| Provided data |

====================

use tracing::{debug, instrument};

use super::resolver::JoinPathResolver;
use crate::column::{InitialColumn, TableId};
use crate::error::{RelqError, Result};
use crate::metadata::Metadata;
use crate::sql::{Relation, RelationColumn, SelectExt, Selector};

/// Build the zero-transformation relation of a query: the base table joined
/// along every initial column's path, projecting each physical column under
/// its alias, wrapped as sub-relation `{name}_0`.
#[instrument(skip(initial_columns, metadata), fields(columns = initial_columns.len()))]
pub fn build_initial_relation(
    base_table_id: TableId,
    initial_columns: &[InitialColumn],
    metadata: &Metadata,
    name: &str,
) -> Result<Relation> {
    let mut resolver = JoinPathResolver::new(metadata, base_table_id)?;
    let mut selectors = Vec::with_capacity(initial_columns.len());
    let mut columns = Vec::with_capacity(initial_columns.len());

    for col in initial_columns {
        let instance = resolver.resolve(col.join_path())?;
        if instance.table.id != col.table_id() {
            return Err(RelqError::InvalidInitialColumn(format!(
                "`{}` refers to table {} but its join path ends at `{}` ({})",
                col.alias(),
                col.table_id(),
                instance.alias,
                instance.table.id
            )));
        }
        let physical = metadata.column(col.table_id(), col.attnum())?;

        selectors.push(
            Selector::new(&physical.name)
                .set_source(&instance.alias)
                .set_alias(col.alias()),
        );
        columns.push(RelationColumn {
            name: col.alias().to_string(),
            data_type: physical.data_type,
            // outer joins can always miss
            nullable: physical.nullable || !col.is_base_column(),
        });
    }

    debug!(joins = resolver.joins().len(), "initial relation resolved");
    let select = resolver.into_select().select(selectors);
    Ok(Relation::new(name, select, columns))
}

====================

| Instructions to follow |
Every line above holding the string "crate" should be listed.

| Exercise response |
use crate::column::{InitialColumn, TableId};
use crate::error::{RelqError, Result};
use crate::metadata::Metadata;
use crate::sql::{Relation, RelationColumn, SelectExt, Selector};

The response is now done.